Devery Freeman, a screenwriter who helped create the Writers’ Guild of America and wrote for such TV series as The Thin Man, has died. He was 92.
Freeman, who had been ill since having open-heart surgery in March, died on Friday evening in Los Angeles, according to a statement on the guild’s website.
”His love of language never went unfulfilled in his writing, and he never exempted himself from the concerns and problems of writers,” said fellow writer Leonard Stern.
Freeman participated in the Screenwriters’ Guild’s first negotiation with the studios in which the union won the right to determine writing credits. He was also instrumental in the group’s 1954 reorganisation that created the Writers’ Guild of America.
”He was very generous to friends, but very fun loving,” his son Seth Freeman said on Wednesday. ”He lived till 92, and 91-and-a-half years of that he was on the go.”
The native of New York City’s borough of Brooklyn wrote for television during the medium’s golden age, creating scripts for such shows as Playhouse 90, Climax and Desilu Playhouse.
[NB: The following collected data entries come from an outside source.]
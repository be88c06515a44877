use std::path::{Path, PathBuf};

use tracing::{info, warn};

use crate::error::MirrorError;

/// A remote directory of configuration files.
pub trait RemoteDirectory {
    fn describe(&self) -> String;
    fn list(&self) -> Result<Vec<String>, MirrorError>;
    fn fetch(&self, name: &str) -> Result<Vec<u8>, MirrorError>;
}

/// Remote directory reachable as a local path, e.g. a mounted share.
pub struct MountedDirectory {
    root: PathBuf,
}

impl MountedDirectory {
    pub fn new(root: impl Into<PathBuf>) -> Self {
        Self { root: root.into() }
    }
}

impl RemoteDirectory for MountedDirectory {
    fn describe(&self) -> String {
        self.root.display().to_string()
    }

    fn list(&self) -> Result<Vec<String>, MirrorError> {
        let remote_err = |source| MirrorError::Remote {
            name: self.describe(),
            source,
        };
        let mut names = Vec::new();
        for entry in std::fs::read_dir(&self.root).map_err(remote_err)? {
            let entry = entry.map_err(remote_err)?;
            if entry.file_type().map_err(remote_err)?.is_file() {
                names.push(entry.file_name().to_string_lossy().into_owned());
            }
        }
        names.sort();
        Ok(names)
    }

    fn fetch(&self, name: &str) -> Result<Vec<u8>, MirrorError> {
        std::fs::read(self.root.join(name)).map_err(|source| MirrorError::Remote {
            name: name.to_string(),
            source,
        })
    }
}

#[derive(Debug, PartialEq, Eq)]
pub enum MirrorOutcome {
    /// The local directory already held files; nothing was copied.
    Skipped,
    Downloaded(Vec<String>),
}

/// Copy every file of `remote` into `local_dir`, unless `local_dir` already
/// exists with something in it.
///
/// Files land in a sibling staging directory first, which is renamed to
/// `local_dir` once every file is copied. A failed run leaves `local_dir`
/// as it was.
pub fn mirror_once(
    remote: &dyn RemoteDirectory,
    local_dir: &Path,
) -> Result<MirrorOutcome, MirrorError> {
    let local_err = |source| MirrorError::Local {
        path: local_dir.to_path_buf(),
        source,
    };

    if local_dir.is_dir() {
        let mut entries = std::fs::read_dir(local_dir).map_err(local_err)?;
        if entries.next().is_some() {
            info!(
                "Local directory already exists and is not empty: {}",
                local_dir.display()
            );
            return Ok(MirrorOutcome::Skipped);
        }
    }

    let staging = staging_dir(local_dir);
    if staging.exists() {
        std::fs::remove_dir_all(&staging).map_err(local_err)?;
    }
    std::fs::create_dir_all(&staging).map_err(local_err)?;

    let names = match copy_all(remote, &staging) {
        Ok(names) => names,
        Err(e) => {
            if let Err(cleanup) = std::fs::remove_dir_all(&staging) {
                warn!(
                    path = %staging.display(),
                    error = %cleanup,
                    "could not remove staging directory"
                );
            }
            return Err(e);
        }
    };

    if local_dir.is_dir() {
        std::fs::remove_dir(local_dir).map_err(local_err)?;
    }
    std::fs::rename(&staging, local_dir).map_err(local_err)?;

    Ok(MirrorOutcome::Downloaded(names))
}

fn staging_dir(local_dir: &Path) -> PathBuf {
    let name = local_dir
        .file_name()
        .map(|n| n.to_string_lossy().into_owned())
        .unwrap_or_default();
    local_dir.with_file_name(format!(".{name}.partial"))
}

fn copy_all(remote: &dyn RemoteDirectory, staging: &Path) -> Result<Vec<String>, MirrorError> {
    let names = remote.list()?;
    info!("Files found in {}: {:?}", remote.describe(), names);
    for name in &names {
        let bytes = remote.fetch(name)?;
        std::fs::write(staging.join(name), bytes).map_err(|source| MirrorError::Local {
            path: staging.join(name),
            source,
        })?;
        info!("Downloaded: {name}");
    }
    Ok(names)
}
He received the Writers’ Guild Award for outstanding television drama in 1957 for his teleplay The Great American Hoax, starring Ed Wynn and based on a story by Paddy Chayefsky.
Freeman later became an executive at CBS, with oversight of The Dick van Dyke Show, I Love Lucy, The Beverly Hillbillies and other shows, the Writers’ Guild of America reported.
Among his many film credits were Main Street Lawyer, The Thrill of Brazil and Ain’t Misbehavin’. Freeman created an offbeat character for Lucille Ball in In Miss Grant Takes Richmond, enabling her to show her comedic timing and break out of more limited ingénue roles.
He also wrote the screenplays for the Red Skelton movies The Yellow Cab Man and Watch the Birdie, as well as two entries in the popular Francis the Talking Mule series, Francis in the WACS and Francis Joins the Navy.
In the early 1970s, he wrote the novel Father Sky, about a military school, which was made into the movie Taps, featuring Timothy Hutton, George C Scott, Sean Penn and Tom Cruise.
Freeman began writing professionally while attending Brooklyn College. He wrote short stories for The New Yorker and the Saturday Evening Post before heading to California to be a staff writer at MGM.
He remained active in the guild after retiring, and in 1982 was honoured with the Guild Service Award.